L’attivista dell’Assemblea dei Popoli Indigeni dell’Istmo di Tehuantepec a Difesa della Terra e del Territorio (APIITDTT), Maribel González Pedro, ci dice che le imprese spagnole, tra cui Iberdrola, Unión Fenosa, Endesa, Preneal, Gamesa, Acciona, Eurus, Renovalia, Demex, con la compiacenza e l’appoggio dei differenti livelli del governo, hanno costretto le comunità indigene zapoteche e ikoot — mareño o huave —  a firmare contratti completamente svantaggiosi, leonini e irrispettosi dei diritti dei popoli indigeni contenuti nella Costituzione Messicana e nella Convenzione 169 dell’ILO, in quanto validi per un periodo di trenta anni e prorogabili di altri trenta. Inoltre, precisa, che non sono state consultate le popolazioni interessate né gli sono state fornite le informazioni necessarie per analizzare e prendere una decisione consapevole.

“In molti casi i contratti di affitto sono stati firmati senza aver prima mostrato alle popolazioni interessate i contenuti e gli allegati”.

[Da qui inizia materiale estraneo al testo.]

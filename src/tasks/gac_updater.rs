use chrono::Utc;
use log::{debug, error, info, warn};
use std::sync::Arc;
use std::time::Duration;
use tokio::time::{interval, MissedTickBehavior};

use super::leases::PollLeases;
use crate::consensus::matrix::OpinionMatrix;
use crate::consensus::{self, changes, GroupDetector, OpinionReducer};
use crate::db::ScoreStore;
use crate::error::{ComputeError, PollJobError, StoreError};
use crate::models::ScoreStamp;
use crate::publisher::{self, PublishSummary};
use crate::webhook::ScoreNotifier;

/// Everything a batch run needs, passed explicitly to each poll job.
#[derive(Clone)]
pub struct ScoringContext {
    pub store: Arc<dyn ScoreStore>,
    pub reducer: Arc<dyn OpinionReducer>,
    pub detector: Arc<dyn GroupDetector>,
    pub notifier: Option<Arc<dyn ScoreNotifier>>,
    pub leases: PollLeases,
    pub threshold: f64,
}

#[derive(Debug, Clone, PartialEq)]
pub enum PollOutcome {
    Published(PublishSummary),
    /// The poll had no votes left on live statements.
    Empty,
}

#[derive(Debug, Clone, Default, PartialEq)]
pub struct BatchReport {
    pub reconciled: u64,
    pub selected: usize,
    pub scored: Vec<String>,
    pub failed: Vec<String>,
    /// Polls skipped because another run still holds them.
    pub busy: Vec<String>,
}

/// Scores one poll. Nothing is written unless every computation step succeeds.
pub async fn score_poll(ctx: &ScoringContext, poll_id: &str) -> Result<PollOutcome, PollJobError> {
    let as_of = Utc::now();
    let poll = ctx.store.get_poll(poll_id).await?;
    let snapshot = ctx.store.statements_and_votes(poll_id).await?;
    // Votes committed after the snapshot carry a higher revision and keep the poll dirty.
    let stamp = ScoreStamp { as_of, revision: snapshot.revision };

    let reducer = Arc::clone(&ctx.reducer);
    let detector = Arc::clone(&ctx.detector);
    let (matrix, result) = tokio::task::spawn_blocking(move || {
        let matrix = OpinionMatrix::build(&snapshot.statements, &snapshot.votes);
        let result = consensus::compute(&matrix, reducer.as_ref(), detector.as_ref());
        (matrix, result)
    })
    .await
    .map_err(|e| ComputeError::Interrupted(e.to_string()))?;
    debug!(
        "Poll {}: {} participants x {} statements",
        poll_id,
        matrix.participant_count(),
        matrix.statement_count()
    );

    let Some(result) = result? else {
        return Ok(PollOutcome::Empty);
    };
    info!(
        "Poll {}: {} group(s) over {} component(s)",
        poll_id, result.group_count, result.components
    );

    let summary = publisher::publish(
        ctx.store.as_ref(),
        poll_id,
        &matrix,
        &result.scores,
        stamp,
        ctx.threshold,
    )
    .await?;

    if let Some(notifier) = &ctx.notifier {
        for event in publisher::build_events(&poll.community_model_id, poll_id, &summary, Utc::now()) {
            // Published scores stand even if nobody hears about them.
            if let Err(e) = notifier.notify(&event).await {
                error!("Failed to deliver {} for poll {}: {}", event.name(), poll_id, e);
            }
        }
    }

    Ok(PollOutcome::Published(summary))
}

/// One pass: repair counters, then score every poll with fresh votes.
///
/// Polls run concurrently; a failing poll is logged and left for the next pass.
pub async fn run_batch(ctx: &ScoringContext) -> Result<BatchReport, StoreError> {
    let mut report = BatchReport::default();

    report.reconciled = ctx.store.reconcile_statement_counters().await?;
    if report.reconciled > 0 {
        warn!("Repaired vote counters on {} statement(s)", report.reconciled);
    }

    let polls = changes::polls_needing_recompute(ctx.store.as_ref()).await?;
    report.selected = polls.len();
    if polls.is_empty() {
        debug!("No polls with unscored activity");
        return Ok(report);
    }
    info!("Found {} poll(s) with unscored activity", polls.len());

    let mut handles = Vec::with_capacity(polls.len());
    for poll_id in polls {
        let Some(lease) = ctx.leases.try_acquire(&poll_id) else {
            debug!("Poll {} is still being scored, skipping", poll_id);
            report.busy.push(poll_id);
            continue;
        };
        let ctx = ctx.clone();
        handles.push((
            poll_id.clone(),
            tokio::spawn(async move {
                let _lease = lease;
                score_poll(&ctx, &poll_id).await
            }),
        ));
    }

    for (poll_id, handle) in handles {
        match handle.await {
            Ok(Ok(_)) => report.scored.push(poll_id),
            Ok(Err(e)) => {
                error!("Error scoring poll {}: {}", poll_id, e);
                report.failed.push(poll_id);
            }
            Err(e) => {
                error!("Scoring task for poll {} panicked: {}", poll_id, e);
                report.failed.push(poll_id);
            }
        }
    }

    Ok(report)
}

/// Starts a batch every `period` without waiting for the previous one.
///
/// A poll still being scored by a slow batch holds its lease, so the next
/// batch reports it as busy instead of scoring it twice.
pub async fn update_gac_scores_task(ctx: ScoringContext, period: Duration) {
    info!("Starting background task to update GAC scores every {:?}...", period);
    let mut interval = interval(period);
    interval.set_missed_tick_behavior(MissedTickBehavior::Skip);

    loop {
        interval.tick().await;
        let ctx = ctx.clone();
        tokio::spawn(async move {
            match run_batch(&ctx).await {
                Ok(report) if report.selected > 0 => info!(
                    "GAC batch done: {} scored, {} failed, {} busy",
                    report.scored.len(),
                    report.failed.len(),
                    report.busy.len()
                ),
                Ok(_) => {}
                Err(e) => error!("GAC batch failed: {}", e),
            }
        });
    }
}

#[cfg(test)]
mod tests {
    use super::*;
    use crate::consensus::kmeans::KMeans;
    use crate::consensus::pca::Pca;
    use crate::db::{Database, VoteStore};
    use crate::error::{ComputeError, WebhookError};
    use crate::models::{Poll, Statement, VoteValue};
    use crate::webhook::ConsensusEvent;
    use async_trait::async_trait;
    use std::sync::Mutex;

    #[derive(Default)]
    struct Captured(Mutex<Vec<ConsensusEvent>>);

    #[async_trait]
    impl ScoreNotifier for Captured {
        async fn notify(&self, event: &ConsensusEvent) -> Result<(), WebhookError> {
            self.0.lock().unwrap().push(event.clone());
            Ok(())
        }
    }

    struct Unreachable;

    #[async_trait]
    impl ScoreNotifier for Unreachable {
        async fn notify(&self, _event: &ConsensusEvent) -> Result<(), WebhookError> {
            Err(WebhookError::Rejected { status: 503 })
        }
    }

    struct Broken;

    impl OpinionReducer for Broken {
        fn reduce(&self, _matrix: &OpinionMatrix) -> Result<consensus::Reduction, ComputeError> {
            Err(ComputeError::Clustering("degenerate input".to_string()))
        }
    }

    /// Projects like `Pca` but takes long enough for a second batch to start.
    struct Slow;

    impl OpinionReducer for Slow {
        fn reduce(&self, matrix: &OpinionMatrix) -> Result<consensus::Reduction, ComputeError> {
            std::thread::sleep(Duration::from_millis(300));
            Pca.reduce(matrix)
        }
    }

    fn context(db: Arc<Database>, notifier: Option<Arc<dyn ScoreNotifier>>) -> ScoringContext {
        ScoringContext {
            store: db,
            reducer: Arc::new(Pca),
            detector: Arc::new(KMeans::new(42)),
            notifier,
            leases: PollLeases::new(),
            threshold: 0.66,
        }
    }

    /// A poll with one statement that both voters agree with.
    async fn poll_with_votes(db: &Database) -> (Poll, Statement) {
        let poll = Poll::new("model-1".to_string(), "Norms".to_string(), None);
        db.create_poll(&poll).await.unwrap();
        let statement = Statement::new(poll.id.clone(), "Listen first".to_string());
        db.create_statement(&statement).await.unwrap();
        for p in ["ann", "ben"] {
            db.create_participant(p).await.unwrap();
            db.record_vote(p, &statement.id, VoteValue::Agree, Utc::now()).await.unwrap();
        }
        (poll, statement)
    }

    #[tokio::test]
    async fn batch_scores_dirty_polls_and_marks_them_clean() {
        let db = Arc::new(Database::in_memory().await.unwrap());
        let (poll, statement) = poll_with_votes(&db).await;
        let captured = Arc::new(Captured::default());
        let ctx = context(db.clone(), Some(captured.clone()));

        let report = run_batch(&ctx).await.unwrap();
        assert_eq!(report.scored, vec![poll.id.clone()]);
        assert!(report.failed.is_empty());

        let stored = db.get_statement(&statement.id).await.unwrap();
        // (1 + 2) / (2 + 2)
        assert_eq!(stored.gac_score, Some(0.75));
        assert!(stored.is_constitutionable);

        let events = captured.0.lock().unwrap().clone();
        assert_eq!(events.len(), 2);
        assert_eq!(events[0].model_id(), "model-1");

        let second = run_batch(&ctx).await.unwrap();
        assert_eq!(second.selected, 0);
    }

    #[tokio::test]
    async fn failing_poll_is_left_untouched() {
        let db = Arc::new(Database::in_memory().await.unwrap());
        let (poll, statement) = poll_with_votes(&db).await;
        let mut ctx = context(db.clone(), None);
        ctx.reducer = Arc::new(Broken);

        let report = run_batch(&ctx).await.unwrap();
        assert_eq!(report.failed, vec![poll.id.clone()]);

        let stored = db.get_statement(&statement.id).await.unwrap();
        assert_eq!(stored.gac_score, None);
        assert_eq!(stored.last_calculated_at, None);
        assert!(!ctx.leases.is_held(&poll.id));
    }

    #[tokio::test]
    async fn leased_poll_is_not_reselected() {
        let db = Arc::new(Database::in_memory().await.unwrap());
        let (poll, _statement) = poll_with_votes(&db).await;
        let ctx = context(db.clone(), None);

        let lease = ctx.leases.try_acquire(&poll.id).unwrap();
        let report = run_batch(&ctx).await.unwrap();
        assert_eq!(report.busy, vec![poll.id.clone()]);
        assert!(report.scored.is_empty());

        drop(lease);
        let report = run_batch(&ctx).await.unwrap();
        assert_eq!(report.scored, vec![poll.id]);
    }

    #[tokio::test]
    async fn overlapping_batches_do_not_score_the_same_poll_twice() {
        let db = Arc::new(Database::in_memory().await.unwrap());
        let (poll, _statement) = poll_with_votes(&db).await;
        let captured = Arc::new(Captured::default());
        let mut ctx = context(db.clone(), Some(captured.clone()));
        ctx.reducer = Arc::new(Slow);

        let (first, second) = tokio::join!(run_batch(&ctx), async {
            tokio::time::sleep(Duration::from_millis(100)).await;
            run_batch(&ctx).await
        });
        let (first, second) = (first.unwrap(), second.unwrap());

        assert_eq!(first.scored, vec![poll.id.clone()]);
        assert_eq!(second.busy, vec![poll.id.clone()]);
        assert!(second.scored.is_empty());
        assert_eq!(captured.0.lock().unwrap().len(), 2);
        assert!(!ctx.leases.is_held(&poll.id));
    }

    #[tokio::test]
    async fn vote_during_scoring_leaves_the_poll_dirty() {
        let db = Arc::new(Database::in_memory().await.unwrap());
        let (poll, statement) = poll_with_votes(&db).await;
        let mut ctx = context(db.clone(), None);
        ctx.reducer = Arc::new(Slow);

        let (outcome, _) = tokio::join!(score_poll(&ctx, &poll.id), async {
            tokio::time::sleep(Duration::from_millis(100)).await;
            db.create_participant("cat").await.unwrap();
            db.record_vote("cat", &statement.id, VoteValue::Disagree, Utc::now()).await.unwrap();
        });
        outcome.unwrap();

        assert_eq!(db.polls_with_unscored_activity().await.unwrap(), vec![poll.id]);
    }

    #[tokio::test]
    async fn delivery_failure_keeps_published_scores() {
        let db = Arc::new(Database::in_memory().await.unwrap());
        let (poll, statement) = poll_with_votes(&db).await;
        let ctx = context(db.clone(), Some(Arc::new(Unreachable)));

        let outcome = score_poll(&ctx, &poll.id).await.unwrap();
        assert!(matches!(outcome, PollOutcome::Published(ref s) if s.written == 1));
        assert_eq!(db.get_statement(&statement.id).await.unwrap().gac_score, Some(0.75));
    }

    #[tokio::test]
    async fn batch_repairs_drifted_counters() {
        let db = Arc::new(Database::in_memory().await.unwrap());
        let (_poll, statement) = poll_with_votes(&db).await;
        sqlx::query("UPDATE statements SET agree_count = 7 WHERE id = ?")
            .bind(&statement.id)
            .execute(db.pool())
            .await
            .unwrap();

        let report = run_batch(&context(db.clone(), None)).await.unwrap();
        assert_eq!(report.reconciled, 1);
        assert_eq!(db.get_statement(&statement.id).await.unwrap().agree_count, 2);
    }
}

Ci spiega che le imprese spagnole promettono alle comunità indigene e ikoots grandi investimenti milionari per ottenere il loro consenso, ma il proprietario della terra riceve solo lo 0,2% dei profitti, paragonato al 75% destinato all’acquisto degli aerogeneratori in Spagna, Germania o Danimarca, al 9% per l’infrastruttura elettrica, al 5% per la linea di evacuazione, al 6% per le opere civili , al 4% per l’ingegneria, licenze e permessi.

“Indubbiamente è una distribuzione abusiva e ineguale tra il contadino indigeno e l’imprenditore straniero”, sottolinea.

Ci spiega che le imprese spagnole stanno affittando terre collettive (ejidos), comunali e di piccola proprietà a prezzi ridicoli, perché la maggior parte paga per sezioni di terra 100 pesos per ettaro l’anno, per interventi ai terreni, tra strade, scavi e altro dall’ uno ai quindici pesos al metro quadro e per aerogeneratore installato sul terreno dagli otto ai dodicimila pesos l’anno, senza prendere in considerazione la qualità della terra.

SOLO LE BRICIOLE

Mentre un aerogeneratore di due mega può produrre all’anno più di otto milioni seicentoquarantamila kilowatt, a un prezzo di 0.71 centesimi, che è il prezzo di vendita dell’elettricità, “quindi uno solo di questi aerogeneratori può produrre sei milioni centotrentaquattromila pesos e si destina solo lo 0,2% di quello che si produce per pagare la terra e per lo sfruttamento del vento. Per chi sono i guadagni allora?”. González Pedro, sostiene che le imprese spagnole approfittano dell’analfabetismo e della conoscenza della lingua dei proprietari terrieri per concludere la firma dei contratti .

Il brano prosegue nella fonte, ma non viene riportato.